Metrology Glossary: Strain Gauge

What Is A Strain Gauge?

A strain gauge is a sensing device used to gauge the deformation or strain experienced by an object. It functions by detecting alterations in the electrical resistance of a fine wire securely affixed to the object’s surface. When the object is subjected to strain, the attached wire also undergoes deformation, consequently causing variations in its electrical resistance. These fluctuations in resistance serve as an indicator of the degree of strain the object is undergoing. This data can then be accurately measured and converted into a precise measurement of the strain, allowing for detailed analysis and monitoring of structural changes.

What Are Strain Gauges Used For?

Force and Load Measurement Applications:

Industrial Scales: Providing precise weight measurements across diverse applications, ranging from heavy machinery to consumer products.
Manufacturing Quality Control: Ensuring dimensional accuracy and maintaining material stress levels within permissible limits throughout production processes.
Robotics: Determining joint torques and forces to enable accurate control and feedback in robotic systems.
Medical Devices: Utilizing pressure sensors equipped with strain gauges for measuring muscle activity, blood pressure, and other physiological parameters.

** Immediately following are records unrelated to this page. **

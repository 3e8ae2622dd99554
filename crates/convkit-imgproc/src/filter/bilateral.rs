use convkit_image::{Image, ImageError};

use super::kernels::{gaussian_weight, validate_sigma};
use crate::parallel;

/// Parameters of the bilateral filter.
#[derive(Debug, Clone, Copy, PartialEq)]
pub struct BilateralParams {
    /// Width and height of the square neighbourhood, must be odd.
    pub diameter: usize,
    /// Standard deviation of the spatial gaussian, in pixels.
    pub sigma_space: f32,
    /// Standard deviation of the intensity gaussian, in sample units.
    pub sigma_range: f32,
}

impl Default for BilateralParams {
    fn default() -> Self {
        Self {
            diameter: 3,
            sigma_space: 16.0,
            sigma_range: 0.2,
        }
    }
}

/// Smooth an image while preserving edges.
///
/// Each channel is filtered independently. Every neighbour in the
/// `diameter x diameter` window around a pixel is weighted by the product of
/// a gaussian of its distance to the center and a gaussian of its intensity
/// difference to the center sample; the weights are normalized to sum to one
/// over the window.
///
/// Neighbours outside the image are read from the nearest edge pixel, the same
/// replicate padding [`super::convolve`] uses.
///
/// # Arguments
///
/// * `src` - The source image with shape (W, H, C).
/// * `params` - The window size and the two standard deviations.
///
/// # Errors
///
/// Returns [`ImageError::InvalidKernelSize`] if the diameter is zero or even
/// and [`ImageError::InvalidSigma`] if a sigma is not positive and finite.
///
/// # Example
///
/// ```
/// use convkit_image::Image;
/// use convkit_imgproc::filter::{bilateral_filter, BilateralParams};
///
/// let image = Image::from_size_val([8, 8].into(), 3, 0.5);
/// let smoothed = bilateral_filter(&image, &BilateralParams::default()).unwrap();
///
/// assert_eq!(smoothed.size(), image.size());
/// assert_eq!(smoothed.num_channels(), 3);
/// ```
pub fn bilateral_filter(src: &Image, params: &BilateralParams) -> Result<Image, ImageError> {
    if params.diameter == 0 || params.diameter % 2 == 0 {
        return Err(ImageError::InvalidKernelSize(params.diameter));
    }
    validate_sigma(params.sigma_space)?;
    validate_sigma(params.sigma_range)?;

    let diameter = params.diameter;
    let half = (diameter / 2) as isize;

    // the spatial term only depends on the tap offset
    let spatial_weights = (0..diameter * diameter)
        .map(|i| {
            let dx = (i % diameter) as isize - half;
            let dy = (i / diameter) as isize - half;
            gaussian_weight((dx * dx + dy * dy) as f64, params.sigma_space)
        })
        .collect::<Vec<_>>();

    let mut dst = src.zeros_like();

    parallel::par_iter_planes_rows(&mut dst, |ch, y, dst_row| {
        let top = y as isize - half;

        dst_row.iter_mut().enumerate().for_each(|(x, dst_val)| {
            let left = x as isize - half;
            let center = f64::from(src[[x, y, ch]]);

            let mut weight_sum = 0.0f64;
            let mut value = 0.0f64;
            for (i, &spatial) in spatial_weights.iter().enumerate() {
                let nx = left + (i % diameter) as isize;
                let ny = top + (i / diameter) as isize;
                let neighbor = f64::from(src.get_clamped(nx, ny, ch));
                let diff = neighbor - center;
                let weight = gaussian_weight(diff * diff, params.sigma_range) * spatial;
                weight_sum += weight;
                value += weight * neighbor;
            }

            // the center tap weighs exactly one, so weight_sum >= 1
            *dst_val = (value / weight_sum) as f32;
        });
    });

    Ok(dst)
}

Structural Health Monitoring Applications:

Aerospace: Monitoring wing deflection and stress on airframes to ensure flight safety and optimize overall performance.
Civil Engineering: Tracking cracks, deformations, and potential failure points in bridges, buildings, and dams for structural integrity assessment.
Industrial Machinery: Assessing critical components’ health in turbines, generators, and other equipment to prevent malfunctions and minimize downtime.
Marine Vessels: Monitoring hull integrity and stress levels in ships and submarines for enhanced safety and performance.

Scientific Research Applications:

Material Science: Analyzing the mechanical properties of materials under varying loading conditions for comprehensive material studies.
Biomechanics: Investigating muscle behavior and joint kinematics in both human and animal movement through strain gauge-equipped sensors.
Structural Testing: Evaluating the performance and fatigue resistance of components and structures for robust structural testing and analysis.